What you should do: After counting the lines below that contain "models", reply with that number alone.

Saved entries:
──────
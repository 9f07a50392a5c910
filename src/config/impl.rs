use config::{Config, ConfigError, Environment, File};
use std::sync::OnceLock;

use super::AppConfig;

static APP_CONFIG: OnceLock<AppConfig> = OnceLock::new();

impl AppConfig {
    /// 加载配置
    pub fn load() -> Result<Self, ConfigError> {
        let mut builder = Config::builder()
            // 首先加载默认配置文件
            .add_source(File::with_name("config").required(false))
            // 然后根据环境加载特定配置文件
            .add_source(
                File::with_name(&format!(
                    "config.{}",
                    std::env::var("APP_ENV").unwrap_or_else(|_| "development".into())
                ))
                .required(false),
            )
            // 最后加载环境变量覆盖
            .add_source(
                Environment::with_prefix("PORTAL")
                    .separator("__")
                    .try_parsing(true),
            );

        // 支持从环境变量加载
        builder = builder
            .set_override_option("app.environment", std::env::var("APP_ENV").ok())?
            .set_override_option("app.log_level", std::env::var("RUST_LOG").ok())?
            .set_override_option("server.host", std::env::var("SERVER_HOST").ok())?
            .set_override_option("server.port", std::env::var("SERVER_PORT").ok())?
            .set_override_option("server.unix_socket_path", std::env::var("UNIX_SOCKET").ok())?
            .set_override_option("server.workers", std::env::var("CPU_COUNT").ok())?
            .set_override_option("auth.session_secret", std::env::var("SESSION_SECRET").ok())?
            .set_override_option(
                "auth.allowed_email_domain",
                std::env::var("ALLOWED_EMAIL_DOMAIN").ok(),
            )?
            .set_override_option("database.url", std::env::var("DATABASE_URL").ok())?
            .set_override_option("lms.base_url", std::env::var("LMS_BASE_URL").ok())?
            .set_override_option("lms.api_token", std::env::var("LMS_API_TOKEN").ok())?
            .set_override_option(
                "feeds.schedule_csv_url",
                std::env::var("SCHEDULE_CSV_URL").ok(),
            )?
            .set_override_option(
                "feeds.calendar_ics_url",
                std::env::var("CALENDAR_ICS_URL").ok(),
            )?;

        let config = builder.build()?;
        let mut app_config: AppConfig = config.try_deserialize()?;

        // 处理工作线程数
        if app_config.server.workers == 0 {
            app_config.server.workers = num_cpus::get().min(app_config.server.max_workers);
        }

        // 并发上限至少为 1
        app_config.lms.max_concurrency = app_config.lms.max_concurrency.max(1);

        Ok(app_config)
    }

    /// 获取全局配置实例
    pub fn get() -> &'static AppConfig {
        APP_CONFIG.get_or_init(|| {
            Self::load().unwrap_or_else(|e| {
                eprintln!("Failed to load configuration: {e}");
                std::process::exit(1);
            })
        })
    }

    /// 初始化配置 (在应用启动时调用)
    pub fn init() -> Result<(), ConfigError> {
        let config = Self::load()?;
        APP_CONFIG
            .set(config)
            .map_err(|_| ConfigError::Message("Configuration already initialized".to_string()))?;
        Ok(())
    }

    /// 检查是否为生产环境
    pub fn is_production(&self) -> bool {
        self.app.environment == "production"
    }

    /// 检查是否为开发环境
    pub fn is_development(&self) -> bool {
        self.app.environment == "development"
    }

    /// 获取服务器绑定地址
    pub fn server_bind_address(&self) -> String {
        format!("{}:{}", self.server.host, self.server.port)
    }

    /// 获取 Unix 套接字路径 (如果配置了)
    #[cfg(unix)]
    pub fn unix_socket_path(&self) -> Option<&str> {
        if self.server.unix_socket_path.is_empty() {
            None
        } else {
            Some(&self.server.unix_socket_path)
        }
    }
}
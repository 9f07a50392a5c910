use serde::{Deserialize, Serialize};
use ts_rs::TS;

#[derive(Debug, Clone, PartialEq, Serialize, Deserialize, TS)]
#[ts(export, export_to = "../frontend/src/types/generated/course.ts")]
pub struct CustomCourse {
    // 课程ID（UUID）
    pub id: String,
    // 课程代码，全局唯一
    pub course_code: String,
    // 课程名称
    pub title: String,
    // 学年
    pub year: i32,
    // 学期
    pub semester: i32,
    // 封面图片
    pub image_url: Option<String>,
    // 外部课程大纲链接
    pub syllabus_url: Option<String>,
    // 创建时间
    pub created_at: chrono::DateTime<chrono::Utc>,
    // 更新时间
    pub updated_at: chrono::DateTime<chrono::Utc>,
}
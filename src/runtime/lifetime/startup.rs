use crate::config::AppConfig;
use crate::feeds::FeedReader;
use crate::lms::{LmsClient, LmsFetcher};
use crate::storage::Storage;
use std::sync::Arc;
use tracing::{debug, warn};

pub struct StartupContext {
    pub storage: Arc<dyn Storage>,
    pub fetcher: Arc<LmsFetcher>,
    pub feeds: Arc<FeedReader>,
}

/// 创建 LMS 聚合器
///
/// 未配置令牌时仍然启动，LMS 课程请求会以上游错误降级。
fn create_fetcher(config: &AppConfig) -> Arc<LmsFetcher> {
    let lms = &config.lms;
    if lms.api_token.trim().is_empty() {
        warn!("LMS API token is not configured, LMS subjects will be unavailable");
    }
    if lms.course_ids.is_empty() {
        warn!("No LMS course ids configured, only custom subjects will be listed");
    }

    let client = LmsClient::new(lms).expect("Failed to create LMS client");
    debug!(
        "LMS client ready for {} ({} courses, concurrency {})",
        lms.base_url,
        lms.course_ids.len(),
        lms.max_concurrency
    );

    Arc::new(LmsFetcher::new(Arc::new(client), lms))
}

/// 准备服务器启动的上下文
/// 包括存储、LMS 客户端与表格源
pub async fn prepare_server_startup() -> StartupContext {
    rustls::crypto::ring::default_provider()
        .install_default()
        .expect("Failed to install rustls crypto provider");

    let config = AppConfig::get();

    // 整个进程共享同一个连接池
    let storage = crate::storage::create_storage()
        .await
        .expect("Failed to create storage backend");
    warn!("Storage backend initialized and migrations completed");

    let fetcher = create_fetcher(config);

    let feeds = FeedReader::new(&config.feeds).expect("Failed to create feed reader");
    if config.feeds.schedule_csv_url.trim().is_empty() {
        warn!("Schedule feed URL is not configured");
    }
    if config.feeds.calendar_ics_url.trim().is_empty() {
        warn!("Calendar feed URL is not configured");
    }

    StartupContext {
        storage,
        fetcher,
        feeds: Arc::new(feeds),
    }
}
──────
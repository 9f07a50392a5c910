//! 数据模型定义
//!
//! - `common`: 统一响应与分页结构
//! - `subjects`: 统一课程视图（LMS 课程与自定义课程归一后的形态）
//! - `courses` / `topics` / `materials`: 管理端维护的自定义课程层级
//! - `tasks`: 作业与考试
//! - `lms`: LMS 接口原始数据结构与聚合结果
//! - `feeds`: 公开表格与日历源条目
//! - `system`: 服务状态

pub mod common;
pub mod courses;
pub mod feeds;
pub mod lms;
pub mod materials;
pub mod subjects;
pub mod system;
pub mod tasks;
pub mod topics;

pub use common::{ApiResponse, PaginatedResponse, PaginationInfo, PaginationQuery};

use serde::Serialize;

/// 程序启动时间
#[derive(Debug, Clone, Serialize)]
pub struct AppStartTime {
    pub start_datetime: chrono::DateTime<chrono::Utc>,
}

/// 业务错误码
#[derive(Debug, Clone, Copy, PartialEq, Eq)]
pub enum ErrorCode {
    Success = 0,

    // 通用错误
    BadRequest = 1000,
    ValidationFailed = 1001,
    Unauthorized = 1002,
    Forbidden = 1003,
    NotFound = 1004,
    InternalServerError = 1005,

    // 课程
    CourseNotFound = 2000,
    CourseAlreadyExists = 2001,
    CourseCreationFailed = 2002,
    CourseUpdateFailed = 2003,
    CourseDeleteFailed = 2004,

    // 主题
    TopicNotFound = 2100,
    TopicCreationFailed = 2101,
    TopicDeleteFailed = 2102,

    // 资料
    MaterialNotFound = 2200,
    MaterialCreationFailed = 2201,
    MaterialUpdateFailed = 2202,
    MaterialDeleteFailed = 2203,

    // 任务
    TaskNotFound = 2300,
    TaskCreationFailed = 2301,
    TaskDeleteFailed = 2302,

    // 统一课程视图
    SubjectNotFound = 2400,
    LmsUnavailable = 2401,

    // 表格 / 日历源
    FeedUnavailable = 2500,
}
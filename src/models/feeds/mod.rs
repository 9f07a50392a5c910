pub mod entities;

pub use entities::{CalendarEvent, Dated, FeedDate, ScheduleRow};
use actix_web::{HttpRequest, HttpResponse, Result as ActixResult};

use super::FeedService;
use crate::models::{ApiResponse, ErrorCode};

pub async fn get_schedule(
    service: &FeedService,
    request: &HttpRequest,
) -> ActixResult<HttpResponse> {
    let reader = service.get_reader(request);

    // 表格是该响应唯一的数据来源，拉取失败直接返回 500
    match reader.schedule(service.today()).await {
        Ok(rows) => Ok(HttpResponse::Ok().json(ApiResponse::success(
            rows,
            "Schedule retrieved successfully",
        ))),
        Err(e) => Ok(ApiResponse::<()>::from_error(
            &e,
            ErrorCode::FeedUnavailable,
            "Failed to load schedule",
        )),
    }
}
──────
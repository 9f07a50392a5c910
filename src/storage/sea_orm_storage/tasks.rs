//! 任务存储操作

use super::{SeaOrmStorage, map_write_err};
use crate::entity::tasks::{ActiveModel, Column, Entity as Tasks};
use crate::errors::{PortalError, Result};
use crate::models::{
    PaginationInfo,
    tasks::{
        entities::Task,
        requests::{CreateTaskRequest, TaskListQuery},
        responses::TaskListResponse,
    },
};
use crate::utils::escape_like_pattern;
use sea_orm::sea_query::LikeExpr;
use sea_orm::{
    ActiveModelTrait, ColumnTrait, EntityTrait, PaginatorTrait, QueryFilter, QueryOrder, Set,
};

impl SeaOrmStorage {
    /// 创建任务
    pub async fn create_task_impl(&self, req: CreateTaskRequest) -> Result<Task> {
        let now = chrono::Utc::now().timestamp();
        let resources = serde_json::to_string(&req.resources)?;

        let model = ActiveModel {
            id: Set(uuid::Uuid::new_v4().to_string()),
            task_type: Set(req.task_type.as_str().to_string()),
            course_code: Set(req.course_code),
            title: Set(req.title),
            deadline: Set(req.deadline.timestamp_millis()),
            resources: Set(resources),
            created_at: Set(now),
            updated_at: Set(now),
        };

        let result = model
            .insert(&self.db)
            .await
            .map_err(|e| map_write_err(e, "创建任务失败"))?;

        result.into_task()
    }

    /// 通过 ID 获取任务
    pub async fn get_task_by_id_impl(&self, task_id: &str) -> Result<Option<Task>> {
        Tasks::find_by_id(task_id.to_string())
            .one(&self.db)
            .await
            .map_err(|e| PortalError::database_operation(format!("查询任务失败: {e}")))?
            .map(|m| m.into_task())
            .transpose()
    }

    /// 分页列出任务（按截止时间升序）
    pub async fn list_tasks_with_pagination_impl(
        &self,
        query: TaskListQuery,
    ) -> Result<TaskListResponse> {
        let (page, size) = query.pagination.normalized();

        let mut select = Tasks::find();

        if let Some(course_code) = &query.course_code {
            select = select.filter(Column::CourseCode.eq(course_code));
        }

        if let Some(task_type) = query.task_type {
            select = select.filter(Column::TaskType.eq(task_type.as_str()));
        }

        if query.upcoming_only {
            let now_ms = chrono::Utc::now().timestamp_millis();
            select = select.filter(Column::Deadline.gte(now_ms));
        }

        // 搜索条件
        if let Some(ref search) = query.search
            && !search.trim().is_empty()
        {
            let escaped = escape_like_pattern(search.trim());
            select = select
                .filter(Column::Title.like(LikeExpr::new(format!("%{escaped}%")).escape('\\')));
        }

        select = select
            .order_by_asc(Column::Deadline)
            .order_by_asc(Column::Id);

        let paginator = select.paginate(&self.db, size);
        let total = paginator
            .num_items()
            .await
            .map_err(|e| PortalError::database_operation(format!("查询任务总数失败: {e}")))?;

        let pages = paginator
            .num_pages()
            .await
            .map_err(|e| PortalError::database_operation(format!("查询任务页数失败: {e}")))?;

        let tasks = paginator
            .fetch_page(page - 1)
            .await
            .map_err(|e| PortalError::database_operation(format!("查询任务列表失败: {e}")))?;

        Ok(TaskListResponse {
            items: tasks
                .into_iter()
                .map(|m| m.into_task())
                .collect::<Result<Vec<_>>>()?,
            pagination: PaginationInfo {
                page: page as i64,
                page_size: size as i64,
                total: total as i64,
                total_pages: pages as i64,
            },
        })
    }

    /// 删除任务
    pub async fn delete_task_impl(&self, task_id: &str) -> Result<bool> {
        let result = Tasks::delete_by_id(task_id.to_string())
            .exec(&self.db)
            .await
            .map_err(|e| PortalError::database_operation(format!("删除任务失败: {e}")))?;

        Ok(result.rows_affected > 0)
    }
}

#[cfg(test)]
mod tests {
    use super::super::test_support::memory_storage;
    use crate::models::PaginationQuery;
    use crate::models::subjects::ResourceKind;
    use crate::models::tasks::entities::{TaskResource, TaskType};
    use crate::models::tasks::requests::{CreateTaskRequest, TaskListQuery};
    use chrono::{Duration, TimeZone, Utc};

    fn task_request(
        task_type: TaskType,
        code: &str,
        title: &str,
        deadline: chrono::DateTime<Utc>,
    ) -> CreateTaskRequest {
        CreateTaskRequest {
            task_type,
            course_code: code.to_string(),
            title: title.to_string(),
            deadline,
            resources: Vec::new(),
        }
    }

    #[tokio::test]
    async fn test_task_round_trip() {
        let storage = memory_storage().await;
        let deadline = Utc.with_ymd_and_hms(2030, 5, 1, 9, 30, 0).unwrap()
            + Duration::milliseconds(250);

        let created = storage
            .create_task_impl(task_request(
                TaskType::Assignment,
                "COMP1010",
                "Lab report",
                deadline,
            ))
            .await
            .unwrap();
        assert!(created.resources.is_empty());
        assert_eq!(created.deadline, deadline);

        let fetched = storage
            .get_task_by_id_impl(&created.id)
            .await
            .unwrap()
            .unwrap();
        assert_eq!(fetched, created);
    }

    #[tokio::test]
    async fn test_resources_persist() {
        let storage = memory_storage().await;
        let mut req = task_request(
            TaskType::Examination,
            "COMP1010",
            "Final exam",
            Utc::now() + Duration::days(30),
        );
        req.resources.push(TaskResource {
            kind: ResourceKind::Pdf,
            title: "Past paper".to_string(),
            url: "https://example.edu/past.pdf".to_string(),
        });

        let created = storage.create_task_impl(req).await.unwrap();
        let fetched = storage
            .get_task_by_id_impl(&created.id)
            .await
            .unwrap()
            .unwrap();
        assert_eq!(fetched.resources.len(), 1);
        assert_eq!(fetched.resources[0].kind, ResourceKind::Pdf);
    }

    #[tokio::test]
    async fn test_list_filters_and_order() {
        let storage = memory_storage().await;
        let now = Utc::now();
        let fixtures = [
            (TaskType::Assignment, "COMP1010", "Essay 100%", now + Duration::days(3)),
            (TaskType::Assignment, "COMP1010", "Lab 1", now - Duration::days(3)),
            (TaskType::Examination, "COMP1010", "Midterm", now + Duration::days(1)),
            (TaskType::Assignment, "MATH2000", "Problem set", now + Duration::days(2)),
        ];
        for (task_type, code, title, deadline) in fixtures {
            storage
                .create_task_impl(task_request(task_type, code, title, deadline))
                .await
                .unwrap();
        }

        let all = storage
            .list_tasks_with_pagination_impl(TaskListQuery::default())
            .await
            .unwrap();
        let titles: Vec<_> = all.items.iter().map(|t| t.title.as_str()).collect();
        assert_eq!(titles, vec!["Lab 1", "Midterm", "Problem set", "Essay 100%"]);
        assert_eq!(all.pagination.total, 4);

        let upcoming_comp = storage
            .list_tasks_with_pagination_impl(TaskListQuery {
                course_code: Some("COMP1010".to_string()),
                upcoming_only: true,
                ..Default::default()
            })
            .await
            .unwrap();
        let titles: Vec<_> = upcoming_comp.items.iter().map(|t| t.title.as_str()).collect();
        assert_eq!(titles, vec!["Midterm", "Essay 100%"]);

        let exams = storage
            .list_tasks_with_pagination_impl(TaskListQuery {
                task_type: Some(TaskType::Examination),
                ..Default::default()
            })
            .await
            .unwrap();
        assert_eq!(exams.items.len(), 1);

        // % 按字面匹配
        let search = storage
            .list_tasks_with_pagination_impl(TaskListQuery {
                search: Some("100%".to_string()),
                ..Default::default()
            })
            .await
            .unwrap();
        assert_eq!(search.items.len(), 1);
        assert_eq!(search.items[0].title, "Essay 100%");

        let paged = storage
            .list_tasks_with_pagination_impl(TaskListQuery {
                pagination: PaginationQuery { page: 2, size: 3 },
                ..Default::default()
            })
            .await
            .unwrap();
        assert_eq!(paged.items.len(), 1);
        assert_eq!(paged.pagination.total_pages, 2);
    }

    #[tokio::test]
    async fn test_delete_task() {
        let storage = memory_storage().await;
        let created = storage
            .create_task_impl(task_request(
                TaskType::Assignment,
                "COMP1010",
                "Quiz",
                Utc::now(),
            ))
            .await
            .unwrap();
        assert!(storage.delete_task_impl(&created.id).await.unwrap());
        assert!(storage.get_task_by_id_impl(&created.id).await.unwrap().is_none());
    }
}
──────
Your solution: 7